In particular, in the case of Lieutenant Kasasbeh, a Jordanian fighter pilot, he represented, they were basically taking out their frustrations with the air campaign, which has been quite effective against ISIS and I can say that he has been not only burned to death but before that he was castrated, he was raped.  I mean, the way he was treated was extraordinarily brutal, even for ISIL. 

Now to get to kind of the broader question, I think they’re making a mistake.  And I mentioned that at the outset.  I think they’re making a mistake in several ways, and this is why I think ISIL is actually much more vulnerable than Al Qaeda in the longer term. 

This kind of debate happened before and Ms. Abdo referred to it.  The debate between Al Qaeda and Al Qaeda in Iraq under Abu Musab al-Zarqawi.  And it was debate in part, as she alludes to, about religion, but it was also a debate about strategy.  And what Al Qaeda saw was that this extraordinarily brutal approach under al-Zarqawi ended up producing localized resistance in the form of the Abna or Awakening movements which ended up pushing back against Al Qaeda and really destroying them. 

Now there was a combination of factors, but that fact is their extraordinarily brutal approach caused people to not only chafe at their rule, but extract revenge that was every bit as grisly as what Al Qaeda did.  Not very well publicized, but there were a lot of revenge killings and a lot of humiliation put upon Al Qaeda guys after the 07-08 period and their defeat. 

Now ISIL is very dependent upon social media and the youth demographic but something we understand is that what’s popular today won’t be popular in two years.  That’s why your fellow Canadian Justin Bieber is not necessarily going to continue gaining popularity.  Right, like most people feel he has a ceiling and that at some point he’ll be considered uncool.  We may have already reached that point. But that’s kind of a humorous example, but point is that this extreme brutality is at some point going to be defused. 

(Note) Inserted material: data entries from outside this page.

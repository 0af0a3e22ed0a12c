// ==========================================
// ModCon 内容规划系统 - 制作复杂度评分
// ==========================================
// 职责: 由矩阵单元格 + 模块目录判定制作复杂度
// 规则: simple → moderate (total_assets > 20) → heavy (total_assets > 50 或 format 种类 > 5)
// 红线: 等级只升不降，复杂度因素累加不替换
// ==========================================

use crate::config::ScopeThresholds;
use crate::domain::matrix::MatrixCell;
use crate::domain::module::ModuleCatalog;
use crate::domain::types::ComplexityLevel;
use crate::engine::notice::Notice;
use crate::engine::scope_analyzer::ReuseMetrics;
use serde::{Deserialize, Serialize};
use std::collections::BTreeSet;
use tracing::{debug, instrument};

/// 模块目录统计
#[derive(Debug, Clone, Default, PartialEq, Eq, Serialize, Deserialize)]
pub struct CatalogStats {
    pub module_count: usize,
    pub variation_count: usize,
    /// 仍在制作流程中的变体（planned / in_production / in_review）
    pub in_flight_variations: usize,
}

#[derive(Debug, Clone, PartialEq, Eq, Serialize, Deserialize)]
pub struct ComplexityReport {
    pub level: ComplexityLevel,
    pub total_assets: u64,
    pub distinct_formats: Vec<String>,
    pub reuse_percentage: u32,
    pub factors: Vec<Notice>,
    pub catalog: CatalogStats,
}

#[derive(Debug, Clone, Default)]
pub struct ComplexityScorer {
    thresholds: ScopeThresholds,
}

impl ComplexityScorer {
    pub fn new(thresholds: ScopeThresholds) -> Self {
        Self { thresholds }
    }

    #[instrument(skip_all, fields(cells = cells.len()))]
    pub fn score(
        &self,
        cells: &[MatrixCell],
        catalog: &ModuleCatalog,
        reuse: &ReuseMetrics,
    ) -> ComplexityReport {
        let total_assets: u64 = cells.iter().map(|c| u64::from(c.planned_variant_count)).sum();
        let distinct: BTreeSet<&str> = cells.iter().map(|c| c.format.as_str()).collect();

        let mut level = ComplexityLevel::Simple;
        let mut factors = Vec::new();

        if total_assets > self.thresholds.moderate_asset_threshold {
            level = level.max(ComplexityLevel::Moderate);
            factors.push(
                Notice::info("asset_volume_moderate")
                    .param("total", total_assets)
                    .param("threshold", self.thresholds.moderate_asset_threshold),
            );
        }
        if total_assets > self.thresholds.heavy_asset_threshold {
            level = level.max(ComplexityLevel::Heavy);
            factors.push(
                Notice::warning("asset_volume_heavy")
                    .param("total", total_assets)
                    .param("threshold", self.thresholds.heavy_asset_threshold),
            );
        }
        if distinct.len() > self.thresholds.max_distinct_formats {
            level = level.max(ComplexityLevel::Heavy);
            factors.push(
                Notice::warning("format_diversity")
                    .param("count", distinct.len())
                    .param("threshold", self.thresholds.max_distinct_formats),
            );
        }

        let reuse_percentage = reuse_percentage(reuse.reuse_opportunities, reuse.total_unique_modules);

        debug!(
            level = %level,
            total_assets = total_assets,
            distinct_formats = distinct.len(),
            reuse_percentage = reuse_percentage,
            "复杂度评分完成"
        );

        ComplexityReport {
            level,
            total_assets,
            distinct_formats: distinct.into_iter().map(str::to_string).collect(),
            reuse_percentage,
            factors,
            catalog: catalog_stats(catalog),
        }
    }
}

/// round(opportunities / unique * 100)，unique 为 0 时为 0
pub fn reuse_percentage(reuse_opportunities: usize, total_unique_modules: usize) -> u32 {
    if total_unique_modules == 0 {
        return 0;
    }
    (reuse_opportunities as f64 / total_unique_modules as f64 * 100.0).round() as u32
}

pub fn catalog_stats(catalog: &ModuleCatalog) -> CatalogStats {
    let variations = catalog.modules().iter().flat_map(|m| m.variations.iter());
    CatalogStats {
        module_count: catalog.len(),
        variation_count: catalog.variation_count(),
        in_flight_variations: variations.filter(|v| v.status.is_in_flight()).count(),
    }
}
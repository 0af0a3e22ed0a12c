// ==========================================
// ModCon 内容规划系统 - 内容范围矩阵
// ==========================================
// 职责: 计划内容单元格集合 (受众 × 漏斗阶段 × 主题 × 形式 × 投放位)
// 约束: planned_variant_count ≥ 1（构造、反序列化、更新均校验）
// 约束: 单元格不归属于任何模块，只通过 id 被弱引用
// ==========================================

use crate::domain::error::ModelError;
use crate::domain::types::FunnelStage;
use serde::{Deserialize, Serialize};

// ==========================================
// MatrixCell - 矩阵单元格
// ==========================================
#[derive(Debug, Clone, PartialEq, Eq, Serialize, Deserialize)]
pub struct MatrixCell {
    pub id: String,
    pub audience_id: String,
    pub funnel_stage: FunnelStage,
    pub message_theme: String,
    /// 制作形式（自由文本，如 "Static Image"、"Vertical Video"）
    pub format: String,
    pub placement: String,
    pub planned_variant_count: u32,
}

impl MatrixCell {
    pub fn new(
        id: impl Into<String>,
        audience_id: impl Into<String>,
        funnel_stage: FunnelStage,
        message_theme: impl Into<String>,
        format: impl Into<String>,
        placement: impl Into<String>,
        planned_variant_count: u32,
    ) -> Result<Self, ModelError> {
        let cell = Self {
            id: id.into(),
            audience_id: audience_id.into(),
            funnel_stage,
            message_theme: message_theme.into(),
            format: format.into(),
            placement: placement.into(),
            planned_variant_count,
        };
        cell.validate()?;
        Ok(cell)
    }

    pub fn validate(&self) -> Result<(), ModelError> {
        if self.planned_variant_count < 1 {
            return Err(ModelError::InvalidVariantCount {
                cell_id: self.id.clone(),
                count: self.planned_variant_count,
            });
        }
        Ok(())
    }
}

// ==========================================
// ContentMatrix - 单元格集合
// ==========================================
#[derive(Debug, Clone, Default, PartialEq, Serialize, Deserialize)]
#[serde(try_from = "Vec<MatrixCell>", into = "Vec<MatrixCell>")]
pub struct ContentMatrix {
    cells: Vec<MatrixCell>,
}

impl TryFrom<Vec<MatrixCell>> for ContentMatrix {
    type Error = ModelError;

    fn try_from(cells: Vec<MatrixCell>) -> Result<Self, Self::Error> {
        let mut matrix = Self::default();
        for cell in cells {
            matrix.add_cell(cell)?;
        }
        Ok(matrix)
    }
}

impl From<ContentMatrix> for Vec<MatrixCell> {
    fn from(matrix: ContentMatrix) -> Self {
        matrix.cells
    }
}

impl ContentMatrix {
    pub fn new() -> Self {
        Self::default()
    }

    pub fn cells(&self) -> &[MatrixCell] {
        &self.cells
    }

    pub fn len(&self) -> usize {
        self.cells.len()
    }

    pub fn is_empty(&self) -> bool {
        self.cells.is_empty()
    }

    pub fn find_cell(&self, cell_id: &str) -> Option<&MatrixCell> {
        self.cells.iter().find(|c| c.id == cell_id)
    }

    pub fn add_cell(&mut self, cell: MatrixCell) -> Result<(), ModelError> {
        cell.validate()?;
        if self.find_cell(&cell.id).is_some() {
            return Err(ModelError::DuplicateCell(cell.id));
        }
        self.cells.push(cell);
        Ok(())
    }

    /// 整体替换单元格内容（id 不变）
    pub fn update_cell(&mut self, cell: MatrixCell) -> Result<(), ModelError> {
        cell.validate()?;
        let slot = self
            .cells
            .iter_mut()
            .find(|c| c.id == cell.id)
            .ok_or_else(|| ModelError::CellNotFound(cell.id.clone()))?;
        *slot = cell;
        Ok(())
    }

    pub fn remove_cell(&mut self, cell_id: &str) -> Result<MatrixCell, ModelError> {
        let idx = self
            .cells
            .iter()
            .position(|c| c.id == cell_id)
            .ok_or_else(|| ModelError::CellNotFound(cell_id.to_string()))?;
        Ok(self.cells.remove(idx))
    }
}

#[cfg(test)]
mod tests {
    use super::*;

    #[test]
    fn test_zero_variant_count_rejected_everywhere() {
        assert!(matches!(
            MatrixCell::new("c1", "a1", FunnelStage::Awareness, "Speed", "Static Image", "feed", 0),
            Err(ModelError::InvalidVariantCount { count: 0, .. })
        ));

        let mut matrix = ContentMatrix::new();
        let cell =
            MatrixCell::new("c1", "a1", FunnelStage::Awareness, "Speed", "Static Image", "feed", 2)
                .unwrap();
        matrix.add_cell(cell.clone()).unwrap();

        let mut zeroed = cell;
        zeroed.planned_variant_count = 0;
        assert!(matrix.update_cell(zeroed).is_err());

        let json = r#"[{"id":"c9","audience_id":"a","funnel_stage":"conversion",
            "message_theme":"Price","format":"Video","placement":"story",
            "planned_variant_count":0}]"#;
        assert!(serde_json::from_str::<ContentMatrix>(json).is_err());
    }

    #[test]
    fn test_duplicate_cell_rejected() {
        let mut matrix = ContentMatrix::new();
        let cell =
            MatrixCell::new("c1", "a1", FunnelStage::Awareness, "Speed", "Static Image", "feed", 1)
                .unwrap();
        matrix.add_cell(cell.clone()).unwrap();
        assert_eq!(
            matrix.add_cell(cell),
            Err(ModelError::DuplicateCell("c1".to_string()))
        );
        assert!(matrix.remove_cell("c1").is_ok());
        assert!(matrix.is_empty());
    }
}
// ==========================================
// ModCon 内容规划系统 - SQLite 连接初始化
// ==========================================
// 职责: 统一连接 PRAGMA + 配置库建表
// 说明: 只有配置覆写落库，计划数据不持久化
// ==========================================

use rusqlite::Connection;
use rusqlite::OptionalExtension;
use std::time::Duration;

/// 默认 busy_timeout（毫秒）
pub const DEFAULT_BUSY_TIMEOUT_MS: u64 = 5_000;

/// 配置库 schema 版本
pub const CURRENT_SCHEMA_VERSION: i64 = 1;

/// 配置 SQLite 连接的统一 PRAGMA
pub fn configure_sqlite_connection(conn: &Connection) -> rusqlite::Result<()> {
    conn.execute_batch("PRAGMA foreign_keys = ON;")?;
    conn.busy_timeout(Duration::from_millis(DEFAULT_BUSY_TIMEOUT_MS))?;
    Ok(())
}

/// 打开 SQLite 连接并应用统一配置
pub fn open_sqlite_connection(db_path: &str) -> rusqlite::Result<Connection> {
    let conn = Connection::open(db_path)?;
    configure_sqlite_connection(&conn)?;
    Ok(conn)
}

/// 建立 config_kv 与 schema_version 表（幂等）
pub fn ensure_config_schema(conn: &Connection) -> rusqlite::Result<()> {
    conn.execute_batch(
        "CREATE TABLE IF NOT EXISTS config_kv (
             scope_id   TEXT NOT NULL,
             key        TEXT NOT NULL,
             value      TEXT NOT NULL,
             updated_at TEXT NOT NULL DEFAULT (datetime('now')),
             PRIMARY KEY (scope_id, key)
         );
         CREATE TABLE IF NOT EXISTS schema_version (
             version    INTEGER PRIMARY KEY,
             applied_at TEXT NOT NULL DEFAULT (datetime('now'))
         );",
    )?;
    conn.execute(
        "INSERT OR IGNORE INTO schema_version (version) VALUES (?1)",
        [CURRENT_SCHEMA_VERSION],
    )?;
    Ok(())
}

/// 读取 schema_version（若表不存在则返回 None）
pub fn read_schema_version(conn: &Connection) -> rusqlite::Result<Option<i64>> {
    let has_table: bool = conn
        .query_row(
            "SELECT 1 FROM sqlite_master WHERE type='table' AND name='schema_version' LIMIT 1",
            [],
            |_row| Ok(true),
        )
        .optional()?
        .unwrap_or(false);

    if !has_table {
        return Ok(None);
    }

    let v: Option<i64> =
        conn.query_row("SELECT MAX(version) FROM schema_version", [], |row| row.get(0))?;
    Ok(v)
}

#[cfg(test)]
mod tests {
    use super::*;

    #[test]
    fn test_schema_is_idempotent() {
        let conn = Connection::open_in_memory().unwrap();
        assert_eq!(read_schema_version(&conn).unwrap(), None);
        ensure_config_schema(&conn).unwrap();
        ensure_config_schema(&conn).unwrap();
        assert_eq!(read_schema_version(&conn).unwrap(), Some(CURRENT_SCHEMA_VERSION));
    }
}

And I mentioned some ways it can be done, but let me tell you something which I guarantee will happen at some point, because I’ve watched the cycles of revenge in Iraq during the last period.  At some point you will have a video released by somebody, maybe its rouge Peshmerga forces, they probably won’t reveal their identities.  But they’ll take an ISIL guy, and rather than him being strong and beheading people, he’s going to be crying and humiliated and then will be subjected to a death every bit as brutal. And something like that will have an enormous affect.  I’m not condoning it; I don’t condone brutal killings in general.  But at some point that will happen.  You’ll get the tools they’ve used against them.  And I think that at some point there’ll be kind of a reckoning where the Al Qaeda strategy will eclipse the ISIL strategy because ISIL has overplayed its hand. 

You’re not supposed to fight a two-front war.  They’re fighting a war on about six different fronts right now with lots and lots of people who want to kill them and kill them in the most disgusting ways possible.  And as a matter of military strategy that’s not the place they want to be.